The Library of the World’s Best Literature. An Anthology in Thirty Volumes. 1917.
Madame de Chevreuse
By Victor Cousin (17921867)
M
Richelieu and Mazarin left no stone unturned to attach Madame de Chevreuse to their interests. Richelieu considered her an enemy worthy of his steel; he exiled her several times, and when after his death the doors of France were opened to the men he had proscribed, the Cardinal’s implacable resentment survived in the soul of the dying Louis XIII., who closed them to her.
If you turn to Mazarin’s confidential letters you will see what intense anxiety this beautiful conspirator caused him in 1643. During the Fronde, he had reason to congratulate himself on having effected a reconciliation with her and followed her wise advice.
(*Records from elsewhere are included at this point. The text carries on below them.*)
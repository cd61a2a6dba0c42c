// SPDX-License-Identifier: MIT OR Apache-2.0

#![forbid(unsafe_code)]

/// Slot selector for the derived variants of a measured quantity.
///
/// Two modifiers derive slots from [`StatKind::Value`]: `with_change`
/// selects the day-over-day delta, `with_average` the rolling average.
/// Each modifier stacks at most once and re-applying it is a no-op, so any
/// modifier sequence lands on one of the four slots and stays there.
#[cfg_attr(feature = "serde", derive(serde::Serialize, serde::Deserialize))]
#[derive(Clone, Copy, Debug, PartialEq, Eq, Hash)]
pub enum StatKind {
    /// The measured value itself.
    Value,
    /// Day-over-day delta of the value.
    Change,
    /// Rolling average of the day-over-day delta.
    ChangeRollingAverage,
    /// Rolling average of the value.
    RollingAverage,
}

impl StatKind {
    /// Number of backing slots in an [`Observation`].
    pub const COUNT: usize = 4;

    /// Applies the "change" modifier.
    pub fn with_change(self) -> Self {
        match self {
            Self::Value => Self::Change,
            Self::RollingAverage => Self::ChangeRollingAverage,
            other => other,
        }
    }

    /// Applies the "average" modifier.
    pub fn with_average(self) -> Self {
        match self {
            Self::Value => Self::RollingAverage,
            Self::Change => Self::ChangeRollingAverage,
            other => other,
        }
    }

    /// Resolves the slot for a delta/smoothing flag pair, starting from
    /// [`StatKind::Value`].
    pub fn for_transforms(measure_delta: bool, smoothed: bool) -> Self {
        let mut kind = Self::Value;
        if measure_delta {
            kind = kind.with_change();
        }
        if smoothed {
            kind = kind.with_average();
        }
        kind
    }

    fn slot(self) -> usize {
        match self {
            Self::Value => 0,
            Self::Change => 1,
            Self::ChangeRollingAverage => 2,
            Self::RollingAverage => 3,
        }
    }
}

/// One measured quantity together with its derived variants.
///
/// Fixed-shape value type over four numeric slots. Constructed once when a
/// per-day record is parsed (derived slots arrive pre-computed from the
/// aggregation step) and immutable thereafter. Absent or NaN inputs
/// normalize to `0.0`; the value slot is never NaN.
#[cfg_attr(feature = "serde", derive(serde::Serialize, serde::Deserialize))]
#[derive(Clone, Copy, Debug, PartialEq)]
pub struct Observation {
    slots: [f64; StatKind::COUNT],
}

impl Observation {
    /// Observation with only the value slot populated.
    pub fn new(value: f64) -> Self {
        let mut slots = [0.0; StatKind::COUNT];
        slots[StatKind::Value.slot()] = scrub(value);
        Self { slots }
    }

    /// Observation with all derived slots pre-computed.
    pub fn with_derived(
        value: f64,
        change: f64,
        change_rolling_average: f64,
        rolling_average: f64,
    ) -> Self {
        Self {
            slots: [
                scrub(value),
                scrub(change),
                scrub(change_rolling_average),
                scrub(rolling_average),
            ],
        }
    }

    /// Observation from an optional raw value; absent input reads as zero.
    pub fn from_optional(value: Option<f64>) -> Self {
        Self::new(value.unwrap_or(0.0))
    }

    pub fn get(&self, kind: StatKind) -> f64 {
        self.slots[kind.slot()]
    }

    pub fn value(&self) -> f64 {
        self.get(StatKind::Value)
    }

    pub fn change(&self) -> f64 {
        self.get(StatKind::Change)
    }

    pub fn change_rolling_average(&self) -> f64 {
        self.get(StatKind::ChangeRollingAverage)
    }

    pub fn rolling_average(&self) -> f64 {
        self.get(StatKind::RollingAverage)
    }
}

impl Default for Observation {
    fn default() -> Self {
        Self::new(0.0)
    }
}

fn scrub(value: f64) -> f64 {
    if value.is_nan() { 0.0 } else { value }
}

#[cfg(test)]
mod tests {
    use super::{Observation, StatKind};

    #[test]
    fn modifiers_compose_to_a_distinct_slot() {
        let composed = StatKind::Value.with_change().with_average();
        assert_eq!(composed, StatKind::ChangeRollingAverage);
        assert_ne!(composed, StatKind::Value.with_change());
        assert_ne!(composed, StatKind::Value.with_average());
    }

    #[test]
    fn modifiers_commute_and_are_idempotent() {
        let via_change_first = StatKind::Value.with_change().with_average();
        let via_average_first = StatKind::Value.with_average().with_change();
        assert_eq!(via_change_first, via_average_first);

        assert_eq!(via_change_first.with_change(), via_change_first);
        assert_eq!(via_change_first.with_average(), via_change_first);
        assert_eq!(StatKind::Change.with_change(), StatKind::Change);
        assert_eq!(
            StatKind::RollingAverage.with_average(),
            StatKind::RollingAverage
        );
    }

    #[test]
    fn for_transforms_covers_all_flag_pairs() {
        assert_eq!(StatKind::for_transforms(false, false), StatKind::Value);
        assert_eq!(StatKind::for_transforms(true, false), StatKind::Change);
        assert_eq!(
            StatKind::for_transforms(false, true),
            StatKind::RollingAverage
        );
        assert_eq!(
            StatKind::for_transforms(true, true),
            StatKind::ChangeRollingAverage
        );
    }

    #[test]
    fn nan_and_absent_inputs_normalize_to_zero() {
        assert_eq!(Observation::new(f64::NAN).value(), 0.0);
        assert_eq!(Observation::from_optional(None).value(), 0.0);
        assert_eq!(
            Observation::with_derived(1.0, f64::NAN, 2.0, 3.0).change(),
            0.0
        );
    }

    #[test]
    fn named_accessors_read_their_slots() {
        let obs = Observation::with_derived(100.0, 12.0, 9.5, 88.0);
        assert_eq!(obs.value(), 100.0);
        assert_eq!(obs.change(), 12.0);
        assert_eq!(obs.change_rolling_average(), 9.5);
        assert_eq!(obs.rolling_average(), 88.0);
        assert_eq!(obs.get(StatKind::for_transforms(true, true)), 9.5);
    }

    #[cfg(feature = "serde")]
    #[test]
    fn observation_serde_roundtrip() {
        let obs = Observation::with_derived(4.0, 1.0, 0.5, 3.5);
        let encoded = serde_json::to_string(&obs).expect("observation should serialize");
        let decoded: Observation =
            serde_json::from_str(&encoded).expect("observation should deserialize");
        assert_eq!(decoded, obs);
    }
}
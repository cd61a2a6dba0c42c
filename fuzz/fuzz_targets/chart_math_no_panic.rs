// SPDX-License-Identifier: MIT OR Apache-2.0

#![no_main]

#[path = "common.rs"]
mod common;

use epi_chart::{
    ChartDisplayMode, ChartSeriesView, DistributionSummary, DrawMode, SeriesPoint,
    draw_mode_for_comparison, place_annotations, scale_for_summaries, segment_for_index,
    segments_for_selection,
};
use epi_metrics::AnnotationPlacement;
use libfuzzer_sys::fuzz_target;

fn build_points(cursor: &mut common::ByteCursor<'_>, len: usize) -> Vec<SeriesPoint> {
    (0..len)
        .map(|_| {
            let raw = cursor.next_f64();
            // Keep NaN out (the data model scrubs it on ingest) but let
            // everything else through, infinities included.
            let value = if raw.is_nan() { 0.0 } else { raw };
            let baseline = f64::from(cursor.next_i16());
            SeriesPoint::new(baseline, value)
        })
        .collect()
}

fn display_mode(seed: u8) -> ChartDisplayMode {
    match seed % 3 {
        0 => ChartDisplayMode::Full,
        1 => ChartDisplayMode::Mini,
        _ => ChartDisplayMode::MiniWithTitle,
    }
}

fuzz_target!(|data: &[u8]| {
    let mut cursor = common::ByteCursor::new(data);

    let raw_len = common::bounded(cursor.next_u8(), 0, 128);
    let trend_len = common::bounded(cursor.next_u8(), 0, 128);
    let raw_points = build_points(&mut cursor, raw_len);
    let trend_points = build_points(&mut cursor, trend_len);

    let raw = DistributionSummary::from_points(&raw_points);
    let trend = DistributionSummary::from_series(&[&raw_points, &trend_points]);

    let threshold = f64::from(cursor.next_i16());
    let _ = raw.max_value_at_or_below(threshold);
    let _ = trend.max_value_at_or_below(threshold);

    let mode = display_mode(cursor.next_u8());
    let allow_negative = cursor.next_u8() & 1 == 0;
    let _ = scale_for_summaries(mode, &raw, &trend, allow_negative);

    // Comparison segmentation over an arbitrary in-range selection.
    let len = raw_points.len();
    if len > 0 {
        let first = common::bounded(cursor.next_u8(), 0, len - 1);
        let second = common::bounded(cursor.next_u8(), 0, len - 1);
        let compared = draw_mode_for_comparison(
            f64::from(cursor.next_i16()),
            f64::from(cursor.next_i16()),
            cursor.next_u8() & 1 == 0,
        );
        let selection: &[usize] = match cursor.next_u8() % 3 {
            0 => &[],
            1 => &[first],
            _ => &[first, second],
        };
        let segments = segments_for_selection(len, selection, compared);
        for index in 0..len {
            let owner = segment_for_index(index, &segments);
            assert!(owner.is_some(), "index {index} must resolve to a segment");
        }
        if selection.len() == 2 {
            assert_eq!(segments.len(), 3);
            assert_eq!(segments[0].draw_mode, DrawMode::Inactive);
            assert_eq!(segments[2].draw_mode, DrawMode::Inactive);
        }
    }

    // Annotation placement against arbitrary competitors and ranges.
    let placement = if cursor.next_u8() & 1 == 0 {
        AnnotationPlacement::WeekAgo
    } else {
        AnnotationPlacement::AtDataMax
    };
    let y_min = f64::from(cursor.next_i16());
    let y_max = f64::from(cursor.next_i16());
    let height = f64::from(cursor.next_u8());
    let placements = place_annotations(
        &[
            ChartSeriesView {
                points: &raw_points,
                annotation: Some(placement),
            },
            ChartSeriesView {
                points: &trend_points,
                annotation: None,
            },
        ],
        (y_min, y_max),
        height,
    );
    for placed in &placements {
        if !raw_points.is_empty() {
            assert!(placed.anchor_index < raw_points.len());
        }
    }
});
In 1660, when the victorious Mazarin signed the treaties of Westphalia and the Pyrenees, and Don Luis de Haro congratulated him on the peace which was about to succeed to years of storms, the Cardinal answered that peace was not possible in a country where even women were to be feared. “You Spaniards can speak lightly of such matters, since your women are interested in love alone; but things are different in France, where there are three women quite capable of upsetting the greatest kingdom in the world; namely, the Duchess of Longueville, the Princess Palatine, and the Duchess of Chevreuse.”